AVAILABLE RECORDS Start Marker
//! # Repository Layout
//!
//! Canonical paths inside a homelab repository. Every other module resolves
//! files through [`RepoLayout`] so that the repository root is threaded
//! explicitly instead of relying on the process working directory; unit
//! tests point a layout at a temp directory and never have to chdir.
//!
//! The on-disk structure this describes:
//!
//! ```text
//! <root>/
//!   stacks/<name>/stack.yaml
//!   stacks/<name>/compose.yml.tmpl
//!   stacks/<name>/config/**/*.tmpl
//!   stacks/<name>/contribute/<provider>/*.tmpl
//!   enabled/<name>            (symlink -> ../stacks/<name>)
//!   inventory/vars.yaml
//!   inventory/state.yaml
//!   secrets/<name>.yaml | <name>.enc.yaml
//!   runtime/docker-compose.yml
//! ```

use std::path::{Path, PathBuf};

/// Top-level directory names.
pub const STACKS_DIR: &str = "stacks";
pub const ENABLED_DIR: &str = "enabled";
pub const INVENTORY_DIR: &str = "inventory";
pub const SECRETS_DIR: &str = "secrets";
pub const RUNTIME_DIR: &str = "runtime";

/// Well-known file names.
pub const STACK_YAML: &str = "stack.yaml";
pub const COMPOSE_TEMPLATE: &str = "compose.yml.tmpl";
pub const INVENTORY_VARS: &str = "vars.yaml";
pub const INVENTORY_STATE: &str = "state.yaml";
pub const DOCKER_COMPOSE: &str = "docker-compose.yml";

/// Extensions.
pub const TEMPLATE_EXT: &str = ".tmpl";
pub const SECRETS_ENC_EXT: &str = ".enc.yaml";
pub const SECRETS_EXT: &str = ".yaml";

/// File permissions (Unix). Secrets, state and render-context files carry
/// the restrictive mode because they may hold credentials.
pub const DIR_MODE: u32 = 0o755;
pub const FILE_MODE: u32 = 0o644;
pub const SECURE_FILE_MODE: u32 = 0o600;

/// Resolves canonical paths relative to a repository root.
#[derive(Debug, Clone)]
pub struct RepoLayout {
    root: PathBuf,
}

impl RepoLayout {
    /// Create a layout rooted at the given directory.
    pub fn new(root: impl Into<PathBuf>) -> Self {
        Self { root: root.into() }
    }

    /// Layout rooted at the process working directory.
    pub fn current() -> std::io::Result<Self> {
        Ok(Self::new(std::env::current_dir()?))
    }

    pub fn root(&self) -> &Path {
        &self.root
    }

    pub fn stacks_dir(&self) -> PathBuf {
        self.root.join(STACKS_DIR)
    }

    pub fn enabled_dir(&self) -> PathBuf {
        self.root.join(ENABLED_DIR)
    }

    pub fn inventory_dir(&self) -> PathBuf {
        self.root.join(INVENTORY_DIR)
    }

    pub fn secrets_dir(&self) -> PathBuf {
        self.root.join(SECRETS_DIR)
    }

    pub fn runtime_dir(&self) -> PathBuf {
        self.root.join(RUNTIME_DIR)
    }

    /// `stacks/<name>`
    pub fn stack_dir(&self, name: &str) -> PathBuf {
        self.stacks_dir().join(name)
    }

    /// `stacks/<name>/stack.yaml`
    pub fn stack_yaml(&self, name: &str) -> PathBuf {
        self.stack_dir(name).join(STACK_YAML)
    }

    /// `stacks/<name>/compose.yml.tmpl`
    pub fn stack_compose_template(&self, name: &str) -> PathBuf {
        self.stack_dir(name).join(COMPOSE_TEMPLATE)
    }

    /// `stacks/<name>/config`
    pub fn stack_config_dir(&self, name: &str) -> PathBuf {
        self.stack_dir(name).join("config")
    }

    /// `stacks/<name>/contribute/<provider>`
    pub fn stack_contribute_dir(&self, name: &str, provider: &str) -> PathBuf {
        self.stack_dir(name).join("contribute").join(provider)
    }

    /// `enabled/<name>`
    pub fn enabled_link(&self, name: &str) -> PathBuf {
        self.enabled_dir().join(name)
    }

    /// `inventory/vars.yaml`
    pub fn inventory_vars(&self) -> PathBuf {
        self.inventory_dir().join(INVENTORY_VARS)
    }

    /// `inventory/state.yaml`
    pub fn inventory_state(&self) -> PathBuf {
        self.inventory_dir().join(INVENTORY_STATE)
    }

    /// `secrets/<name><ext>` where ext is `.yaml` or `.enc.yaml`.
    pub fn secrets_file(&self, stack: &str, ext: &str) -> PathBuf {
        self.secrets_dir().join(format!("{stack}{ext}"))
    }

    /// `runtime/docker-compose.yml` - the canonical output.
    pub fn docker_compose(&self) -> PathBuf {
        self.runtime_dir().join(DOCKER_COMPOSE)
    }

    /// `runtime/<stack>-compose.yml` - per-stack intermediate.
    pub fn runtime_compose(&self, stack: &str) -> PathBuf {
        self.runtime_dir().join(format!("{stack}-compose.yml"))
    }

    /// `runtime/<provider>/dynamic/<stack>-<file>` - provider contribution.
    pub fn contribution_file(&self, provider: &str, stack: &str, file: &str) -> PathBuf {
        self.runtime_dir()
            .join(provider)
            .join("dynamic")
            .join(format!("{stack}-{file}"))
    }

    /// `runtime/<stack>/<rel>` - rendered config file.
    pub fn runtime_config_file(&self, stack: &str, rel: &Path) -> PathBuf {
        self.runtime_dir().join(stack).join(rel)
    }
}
AVAILABLE RECORDS End Marker
AVAILABLE RECORDS Start Marker
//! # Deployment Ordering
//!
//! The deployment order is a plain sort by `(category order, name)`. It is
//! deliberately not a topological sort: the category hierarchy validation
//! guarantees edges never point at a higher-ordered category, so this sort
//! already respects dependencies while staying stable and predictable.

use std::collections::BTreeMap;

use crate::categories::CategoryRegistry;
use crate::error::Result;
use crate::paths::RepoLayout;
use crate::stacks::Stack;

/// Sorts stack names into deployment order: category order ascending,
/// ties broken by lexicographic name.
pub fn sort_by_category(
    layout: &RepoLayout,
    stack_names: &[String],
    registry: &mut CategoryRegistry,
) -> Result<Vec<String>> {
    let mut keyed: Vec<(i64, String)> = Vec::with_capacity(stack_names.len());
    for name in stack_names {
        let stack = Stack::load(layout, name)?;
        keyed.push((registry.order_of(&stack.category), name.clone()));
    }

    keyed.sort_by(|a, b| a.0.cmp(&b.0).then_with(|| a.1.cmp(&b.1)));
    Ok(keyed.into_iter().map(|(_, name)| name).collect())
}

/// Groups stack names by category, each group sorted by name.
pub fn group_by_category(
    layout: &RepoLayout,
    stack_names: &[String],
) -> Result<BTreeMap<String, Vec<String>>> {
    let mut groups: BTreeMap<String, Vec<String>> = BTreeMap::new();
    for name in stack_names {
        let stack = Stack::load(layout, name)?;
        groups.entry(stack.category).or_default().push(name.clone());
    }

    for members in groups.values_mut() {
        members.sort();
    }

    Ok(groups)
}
AVAILABLE RECORDS End Marker
AVAILABLE RECORDS Start Marker
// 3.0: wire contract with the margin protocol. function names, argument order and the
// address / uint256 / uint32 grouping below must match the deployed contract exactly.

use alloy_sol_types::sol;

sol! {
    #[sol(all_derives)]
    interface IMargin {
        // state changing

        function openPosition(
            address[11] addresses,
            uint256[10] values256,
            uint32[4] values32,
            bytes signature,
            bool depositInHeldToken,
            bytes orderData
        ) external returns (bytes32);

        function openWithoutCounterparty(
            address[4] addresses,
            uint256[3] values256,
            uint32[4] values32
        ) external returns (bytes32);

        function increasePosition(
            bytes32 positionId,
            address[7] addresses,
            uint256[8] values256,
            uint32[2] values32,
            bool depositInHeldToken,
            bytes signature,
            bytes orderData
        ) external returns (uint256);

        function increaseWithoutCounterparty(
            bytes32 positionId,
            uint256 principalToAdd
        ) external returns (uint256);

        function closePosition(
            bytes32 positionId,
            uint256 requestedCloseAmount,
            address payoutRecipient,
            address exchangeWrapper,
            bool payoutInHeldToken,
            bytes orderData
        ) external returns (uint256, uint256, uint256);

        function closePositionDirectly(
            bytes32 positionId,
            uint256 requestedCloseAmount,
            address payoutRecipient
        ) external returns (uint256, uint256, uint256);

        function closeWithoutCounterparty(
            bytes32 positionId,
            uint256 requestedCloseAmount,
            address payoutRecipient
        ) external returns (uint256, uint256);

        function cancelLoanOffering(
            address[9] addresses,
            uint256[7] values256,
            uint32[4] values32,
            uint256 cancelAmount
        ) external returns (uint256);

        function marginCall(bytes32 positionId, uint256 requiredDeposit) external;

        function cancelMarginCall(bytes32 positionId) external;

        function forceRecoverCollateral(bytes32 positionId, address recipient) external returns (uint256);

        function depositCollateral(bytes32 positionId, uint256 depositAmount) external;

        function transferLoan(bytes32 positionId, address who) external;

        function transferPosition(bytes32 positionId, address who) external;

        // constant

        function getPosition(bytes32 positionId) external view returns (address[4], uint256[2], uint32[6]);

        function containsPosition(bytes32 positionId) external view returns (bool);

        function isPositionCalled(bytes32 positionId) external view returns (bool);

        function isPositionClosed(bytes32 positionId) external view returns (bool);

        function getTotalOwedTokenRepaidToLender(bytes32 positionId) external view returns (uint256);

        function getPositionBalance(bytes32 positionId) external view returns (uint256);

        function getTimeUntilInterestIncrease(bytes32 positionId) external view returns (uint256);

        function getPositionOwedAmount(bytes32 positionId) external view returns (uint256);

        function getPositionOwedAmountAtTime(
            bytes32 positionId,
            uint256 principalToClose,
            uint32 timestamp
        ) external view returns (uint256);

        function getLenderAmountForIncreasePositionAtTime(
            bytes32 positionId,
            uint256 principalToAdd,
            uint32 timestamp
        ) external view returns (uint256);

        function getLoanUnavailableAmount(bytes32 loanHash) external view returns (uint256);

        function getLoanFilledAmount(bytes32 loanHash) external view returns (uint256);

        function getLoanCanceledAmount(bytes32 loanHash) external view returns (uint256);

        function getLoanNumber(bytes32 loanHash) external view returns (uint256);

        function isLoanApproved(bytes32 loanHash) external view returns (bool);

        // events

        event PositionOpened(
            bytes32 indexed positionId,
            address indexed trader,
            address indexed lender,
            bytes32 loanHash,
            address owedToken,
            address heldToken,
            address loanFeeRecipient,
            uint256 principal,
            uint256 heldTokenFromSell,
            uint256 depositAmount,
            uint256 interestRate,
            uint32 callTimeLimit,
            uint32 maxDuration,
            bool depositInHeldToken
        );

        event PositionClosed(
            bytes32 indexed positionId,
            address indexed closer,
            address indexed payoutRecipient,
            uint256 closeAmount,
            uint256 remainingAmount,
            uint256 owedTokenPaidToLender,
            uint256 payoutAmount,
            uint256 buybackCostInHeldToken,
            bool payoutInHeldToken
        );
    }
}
AVAILABLE RECORDS End Marker
### EXERCISE PROMPT:
Using the data above, print exactly the lines from the line that contains "# Repository Layout" through the line that contains "Well-known file names.", with both included.

### ANSWER:
//! # Repository Layout
//!
//! Canonical paths inside a homelab repository. Every other module resolves
//! files through [`RepoLayout`] so that the repository root is threaded
//! explicitly instead of relying on the process working directory; unit
//! tests point a layout at a temp directory and never have to chdir.
//!
//! The on-disk structure this describes:
//!
//! ```text
//! <root>/
//!   stacks/<name>/stack.yaml
//!   stacks/<name>/compose.yml.tmpl
//!   stacks/<name>/config/**/*.tmpl
//!   stacks/<name>/contribute/<provider>/*.tmpl
//!   enabled/<name>            (symlink -> ../stacks/<name>)
//!   inventory/vars.yaml
//!   inventory/state.yaml
//!   secrets/<name>.yaml | <name>.enc.yaml
//!   runtime/docker-compose.yml
//! ```

use std::path::{Path, PathBuf};

/// Top-level directory names.
pub const STACKS_DIR: &str = "stacks";
pub const ENABLED_DIR: &str = "enabled";
pub const INVENTORY_DIR: &str = "inventory";
pub const SECRETS_DIR: &str = "secrets";
pub const RUNTIME_DIR: &str = "runtime";

/// Well-known file names.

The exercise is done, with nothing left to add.